Workbench ergonomics tips
Good ergonomics increases productivity, reduces mistakes, promotes safety and health at work and increases motivation and commitment.
Read our tips for test bench ergonomics covering following topics:
If tasks require paperwork, typing, no heavy lifting, and/or all tools for the job are provided in arm’s reach,
then the workstation should be designed for sitting, but with possibility to stand.
If tasks require lifting heavy loads, continuous movement, parts retrieval, and/or there is no leg space, then
the workstation should be designed for standing but with the possibility to rest every now and then.
When sitting, a desk surface should typically be 63 to 76 cm high for writing and typing, and can be positioned
as much as 25 cm higher if tasks demand an elevated platform. Depending on personal preference, the surface
should offer the versatility to be lowered 5 cm to accommodate for body size.

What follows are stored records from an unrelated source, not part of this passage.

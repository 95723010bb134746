//! Validation contexts: paths locating values in nested input.
//!
//! This module provides [`Context`] and [`PathSegment`] types for tracking
//! where in a nested structure a validator is currently looking. Every
//! validation error carries the context at which it was produced.

use std::fmt::{self, Display};

/// A segment of a validation context.
///
/// Contexts are built from segments that represent either field access or
/// array indexing.
#[derive(Debug, Clone, PartialEq, Eq, Hash)]
pub enum PathSegment {
    /// A field/property access (e.g., `user`, `email`)
    Field(String),
    /// An array index access (e.g., `0`, `42`)
    Index(usize),
}

impl PathSegment {
    /// Creates a new field segment.
    pub fn field(name: impl Into<String>) -> Self {
        PathSegment::Field(name.into())
    }

    /// Creates a new index segment.
    pub fn index(idx: usize) -> Self {
        PathSegment::Index(idx)
    }
}

impl Display for PathSegment {
    fn fmt(&self, f: &mut fmt::Formatter<'_>) -> fmt::Result {
        match self {
            PathSegment::Field(name) => write!(f, "{}", name),
            PathSegment::Index(idx) => write!(f, "{}", idx),
        }
    }
}

/// The location a validator is currently validating.
///
/// A `Context` is the path from the root of the input down to the current
/// value. It renders as `root` followed by ` / `-separated segments, the
/// form used in error messages.
///
/// # Example
///
/// ```rust
/// use verdict::Context;
///
/// let context = Context::root()
///     .push_field("users")
///     .push_index(0)
///     .push_field("email");
///
/// assert_eq!(context.to_string(), "root / users / 0 / email");
/// ```
#[derive(Debug, Clone, PartialEq, Eq, Hash, Default)]
pub struct Context {
    segments: Vec<PathSegment>,
}

impl Context {
    /// Creates an empty context representing the root value.
    pub fn root() -> Self {
        Self::default()
    }

    /// Returns a new context with a field segment appended.
    ///
    /// This method does not modify the original context; it returns a new one.
    pub fn push_field(&self, name: impl Into<String>) -> Self {
        let mut segments = self.segments.clone();
        segments.push(PathSegment::Field(name.into()));
        Self { segments }
    }

    /// Returns a new context with an index segment appended.
    ///
    /// This method does not modify the original context; it returns a new one.
    pub fn push_index(&self, index: usize) -> Self {
        let mut segments = self.segments.clone();
        segments.push(PathSegment::Index(index));
        Self { segments }
    }

    /// Returns true if this is the root context (no segments).
    pub fn is_root(&self) -> bool {
        self.segments.is_empty()
    }

    /// Returns the number of segments in this context.
    pub fn len(&self) -> usize {
        self.segments.len()
    }

    /// Returns true if this context has no segments.
    pub fn is_empty(&self) -> bool {
        self.segments.is_empty()
    }

    /// Returns an iterator over the context's segments.
    pub fn segments(&self) -> impl Iterator<Item = &PathSegment> {
        self.segments.iter()
    }

    /// Returns the parent context (all segments except the last), or None
    /// if this is the root.
    pub fn parent(&self) -> Option<Self> {
        if self.segments.is_empty() {
            None
        } else {
            Some(Self {
                segments: self.segments[..self.segments.len() - 1].to_vec(),
            })
        }
    }

    /// Returns the last segment, or None if this is the root.
    pub fn last(&self) -> Option<&PathSegment> {
        self.segments.last()
    }
}

impl Display for Context {
    fn fmt(&self, f: &mut fmt::Formatter<'_>) -> fmt::Result {
        write!(f, "root")?;
        for segment in &self.segments {
            write!(f, " / {}", segment)?;
        }
        Ok(())
    }
}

When standing, the desk should be 76 to 114 cm high, and, once again, able to adjust to 5 cm lower
Monitors should be placed between 50 and 100 cm from a worker’s face to help avoid eyestrain
and help see on-screen text easily. Its height should be adjusted to 20-30 degrees below eye
level and directly in front of the worker, if possible.
Don’t forget that contrast and brightness should be adjusted to suit each individual’s comfort level, as
poorly lit or focused screens may cause additional strain.
When designing the workstation lighting, the requirements of the work are determined first. A task that demands a good eye for detail usually calls for a spotlight. If the viewed object is square, at least two lights are necessary,
in order to remove shadows. If the viewed object is a level surface, it can be illuminated with one long
lamp – though it is important to remember to direct any reflections away from the user.
Normal illuminance, or lux (lx), values in the assembly work are between 300-1000 lx and the colour
rendering index, which tells how well colours are ‘reproduced’ in our eyes, CRI is 80.
Today, you can even download applications on your mobile, which give you instant lux values.
Other factors that should be considered include: keyboard distance, keyboard trays, reach distance for tools and other table-based equipment, if multiple monitors are needed, wrist rests, and placement and tilting possibilities of bins, trays or ramps. Also air conditioning, ventilation and vibrations add into the ergonomic environment. Beyond physical elements, you should routinely encourage workers to maintain good posture and take breaks to avoid strain, tension and fatigue. Frequent stretching can also help reduce discomfort.